Mir klappte dir Kinnlade nach unten. Das hat er doch gerade nicht wirklich gesagt?! Ich war vollkommen perplex. Was denkt Lia bloß, wenn sie das hört. Sie würde sich wahrscheinlich vor seinen Augen umbringen. Oh Gott. Warum waren Rune und Igor nur nicht hier? Ich war kaum noch in der Lage zuzuhören, aber irgendwie schaffte ich es trotzdem.
„Wie oft hattet ihr Sex?“. *Meint sie nicht auch, dass das Ganze jetzt zu intim wird? Wohl nicht*. „Kaum, vielleicht einmal im Monat, wenn es hoch kam. Früher in unseren Anfangszeiten vielleicht auch zwei mal, aber sie war einfach so schlecht im Bett. Das kannst du dir gar nicht vorstellen“, machte Herr Dias kenntlich. Ihm schien das Ganze hier auch nicht peinlich zu sein. Aber jetzt kam der Höhepunkt: „Das glaube ich jetzt echt nicht. So oft habe ich mindestens täglich Sex. Ich werde dich so verwöhnen. Das kannst du mir glauben. Wir werden stöhnen und uns anschreien und danach werden wir sagen: Wann geht’s weiter?“ „Das gefällt mir Baby. Wenn hier jetzt nicht so viele Leute wären, würde ich doch glatt sagen: Fangen wir an“.
Langsam wurde es mir zu viel. Die Beiden begannen wieder an sich herumzufummeln und Lias Vater drückte ständig an ihren Brüsten herum. Ekelhaft. Er 50, sie 20. So ungefähr.

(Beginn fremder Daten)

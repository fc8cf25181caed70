use crate::config::{ConfigError, Settings, StatePaths};
use crate::credentials::CredentialError;
use crate::playbook::{self, FetchError};
use crate::progress::{ProgressTracker, RequestStatus};
use crate::queue::{Envelope, QueueError, QueueTransport};
use crate::reply;
use crate::request::{self, CustomResourceRequest, RequestType};
use crate::runner::{self, RunnerError, RunnerInvocation, Verdict};
use crate::shared::logging;
use crate::variables::{self, FunctionRegistry, ResolveError, KEY_FILENAME_VAR};
use serde_json::{Map, Value};
use std::path::PathBuf;
use std::time::Duration;

pub const IDLE_SLEEP_SECONDS: u64 = 10;

/// Faults that must stop the process: the loop cannot run without
/// credentials or a usable queue handle. Everything else is contained at the
/// per-request boundary.
#[derive(Debug, thiserror::Error)]
pub enum FatalError {
    #[error("configuration error: {0}")]
    Config(#[from] ConfigError),
    #[error("credential provisioning failed: {0}")]
    Credentials(#[from] CredentialError),
    #[error("queue failure: {0}")]
    Queue(#[from] QueueError),
}

/// Everything a request needs, built once at startup and passed by
/// reference. No global state.
pub struct Context<'a> {
    pub settings: Settings,
    pub paths: StatePaths,
    pub queue: &'a dyn QueueTransport,
    pub key_path: PathBuf,
    pub functions: FunctionRegistry,
    pub tracker: ProgressTracker,
}

/// What went wrong while handling one Create request. The kind decides the
/// reason string in the failure reply; none of these touch the loop.
#[derive(Debug, thiserror::Error)]
enum PipelineError {
    #[error(transparent)]
    Validation(#[from] ResolveError),
    #[error(transparent)]
    Fetch(#[from] FetchError),
    #[error(transparent)]
    Runner(#[from] RunnerError),
}

impl PipelineError {
    /// Validation and transport failures are specific enough to forward to
    /// the orchestrator; runner faults get a generic reason, details stay in
    /// the log.
    fn reply_reason(&self) -> String {
        match self {
            PipelineError::Validation(err) => err.to_string(),
            PipelineError::Fetch(err) => err.to_string(),
            PipelineError::Runner(_) => "Error executing playbook".to_string(),
        }
    }
}

/// Polls until the process dies. An empty read sleeps a fixed interval and
/// retries; there is no backoff growth. Queue faults propagate to the crash
/// reporter.
pub fn run_loop(ctx: &mut Context<'_>) -> Result<(), FatalError> {
    logging::append_log(&ctx.paths, "info", "runtime.started", "polling for requests");
    loop {
        let Some(envelope) = ctx.queue.receive()? else {
            std::thread::sleep(Duration::from_secs(IDLE_SLEEP_SECONDS));
            continue;
        };
        handle_envelope(ctx, &envelope)?;
    }
}

/// Handles one envelope to completion. The delete at the end is the single
/// at-least-once commit point: it happens after the reply attempt in every
/// branch, and a crash before it causes redelivery and reprocessing.
pub fn handle_envelope(ctx: &mut Context<'_>, envelope: &Envelope) -> Result<(), FatalError> {
    match request::parse_envelope_body(&envelope.body) {
        Ok(request) => dispatch(ctx, &request),
        Err(err) => {
            // a body that never parses would redeliver forever; drop it
            logging::append_log(
                &ctx.paths,
                "error",
                "request.malformed",
                &err.to_string(),
            );
        }
    }
    ctx.queue.delete(&envelope.receipt_handle)?;
    Ok(())
}

fn dispatch(ctx: &mut Context<'_>, request: &CustomResourceRequest) {
    match request.request_type() {
        RequestType::Create => handle_create(ctx, request),
        RequestType::Delete => {
            // nothing to tear down locally; acknowledge so the stack
            // operation can proceed
            reply::notify(&ctx.paths, request, true, "OK", &Map::new());
        }
        RequestType::Other(kind) => {
            logging::append_log(
                &ctx.paths,
                "warn",
                "request.unhandled",
                &format!("unhandled RequestType {kind}"),
            );
            reply::notify(&ctx.paths, request, true, "OK", &Map::new());
        }
    }
}

/// The full provisioning pipeline. Whatever happens, the orchestrator gets
/// exactly one verdict and the progress record is closed with it.
fn handle_create(ctx: &mut Context<'_>, request: &CustomResourceRequest) {
    ctx.tracker.begin_request(&request.request_id);

    let verdict = match run_pipeline(ctx, request) {
        Ok(verdict) => verdict,
        Err(err) => {
            logging::append_log(&ctx.paths, "error", "pipeline.failed", &err.to_string());
            Verdict {
                success: false,
                reason: err.reply_reason(),
                data: Map::new(),
            }
        }
    };

    let delivered = reply::notify(
        &ctx.paths,
        request,
        verdict.success,
        &verdict.reason,
        &verdict.data,
    );
    if !delivered {
        logging::append_log(
            &ctx.paths,
            "error",
            "reply.lost",
            &format!("verdict for {} not delivered", request.request_id),
        );
    }

    let status = if verdict.success {
        RequestStatus::Ok
    } else {
        RequestStatus::Failed
    };
    ctx.tracker
        .close_request(status, &verdict.reason, verdict.data);
}

fn run_pipeline(
    ctx: &mut Context<'_>,
    request: &CustomResourceRequest,
) -> Result<Verdict, PipelineError> {
    let resolved = variables::resolve_properties(&ctx.functions, &request.resource_properties)?;
    let playbook_path = playbook::retrieve(&resolved.playbook_url, &ctx.paths.scratch_dir())?;

    let mut run_vars = resolved.variables.clone();
    run_vars.insert(
        KEY_FILENAME_VAR.to_string(),
        Value::String(ctx.key_path.display().to_string()),
    );

    let module_path = ctx.paths.module_path();
    let invocation = RunnerInvocation {
        binary: &ctx.settings.runner_bin,
        playbook_path: &playbook_path,
        module_path: &module_path,
        variables: &run_vars,
        target_hosts: &ctx.settings.target_hosts,
    };
    let verdict = runner::execute_playbook(
        &invocation,
        resolved.ignore_failures,
        &resolved.derived_outputs,
        &mut ctx.tracker,
    )?;
    Ok(verdict)
}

„Fahrkarten bitte“, ertönte auf einmal eine strenge, männliche Stimme hinter mir. Immer noch unter Schock zog ich irgendeine Karte aus meinem Geldbeutel und reichte sie diesem bärtigen Typ. „Wollen sie mich veräppeln?“, fragte er mit einem leicht säuerlichen Tonfall. Unschuldig schaute ich ihn an, grimmig betrachtete er mich. „Sie glauben wohl, man kann mich einfach so ausspielen. Da haben Sie sich aber gewaltig geirrt, Herr Ekberg“. Woher wusste er meinen Namen? „Sie kommen mit!“, befahl er mir und zog mich mit sich. Davor drückte er mir allerdings noch die Karte in die Hand zurück, die ich ihm zuvor gegeben habe. Bei genauerer Betrachtung fiel mir auf, dass es meine Kundenkarte von Galeria Kaufhof war, die ich schon seit mehr als drei Jahren nicht mehr benutzt habe. *Da muss man sich nicht wundern*. Hinten stand mein Name drauf, was erklärte, warum der bullige Typ ihn wusste.
Wir liefen an den ganzen Fahrgästen vorbei. Tuss und Herr Dias waren die einzigen, die davon nichts mitbekamen, da sie schon wieder nur mit sich begrabschen beschäftigt waren. Lia hingegen raunte zu Angelo: „Das ist der Typ von vorher. Ich habe doch gesagt, das ist ein Krimineller“.
Lias Sicht
„An der nächsten Haltestelle müssen wir raus“, meinte Angelo kurze Zeit später zu mir und wir standen langsam auf, um zur Türe vorzulaufen. „LIA?“, ertönte auf einmal eine laute Stimme hinter mir. Sie kam mir sehr bekannt vor – zu bekannt um ehrlich zu sein. „Pa…Papa?“, fragte ich erschrocken und drehte mich um. Er erhob sich und kam auf mich zu. „Meine Tochter. So groß, so hübsch“, meinte er zu mir. Wieso war er so freundlich? Danach wandte er sich an Angelo: „Und du bist?“. „Angelo“, gab er selbstbewusst zurück und reichte ihm dir Hand. „Dein Freund?“, fragte er wieder mich, doch Angelo antwortete: „Ja, Lia ist meine Freundin“. Ich drehte mich schlagartig zu ihm um. „Was soll das?“, zischte ich ihn an. „Spiel einfach mit“, gab er zurück und wir Beide lächelten wieder meinen Vater an. Bei mir war das Lächeln allerdings eher aufgezwungen. „Schön, dass du jetzt einen gleichaltrigen Freund hast. Das ist doch viel schöner wie einer, der fast doppelt so alt ist“. *Das sagt der Richtige*. Angelo lächelte weiterhin und als mein Vater noch hinzufügte, dass wir super zusammenpassen würden, nahm Angelo mein Gesicht in dir Hand und küsste mich auf den Mund. Jetzt hat er wirklich übertrieben. Mir fiel es sehr schwer mitzuspielen, doch Angelo störte dies nicht… und das schlimmste: Er küsste mit zuenen Augen!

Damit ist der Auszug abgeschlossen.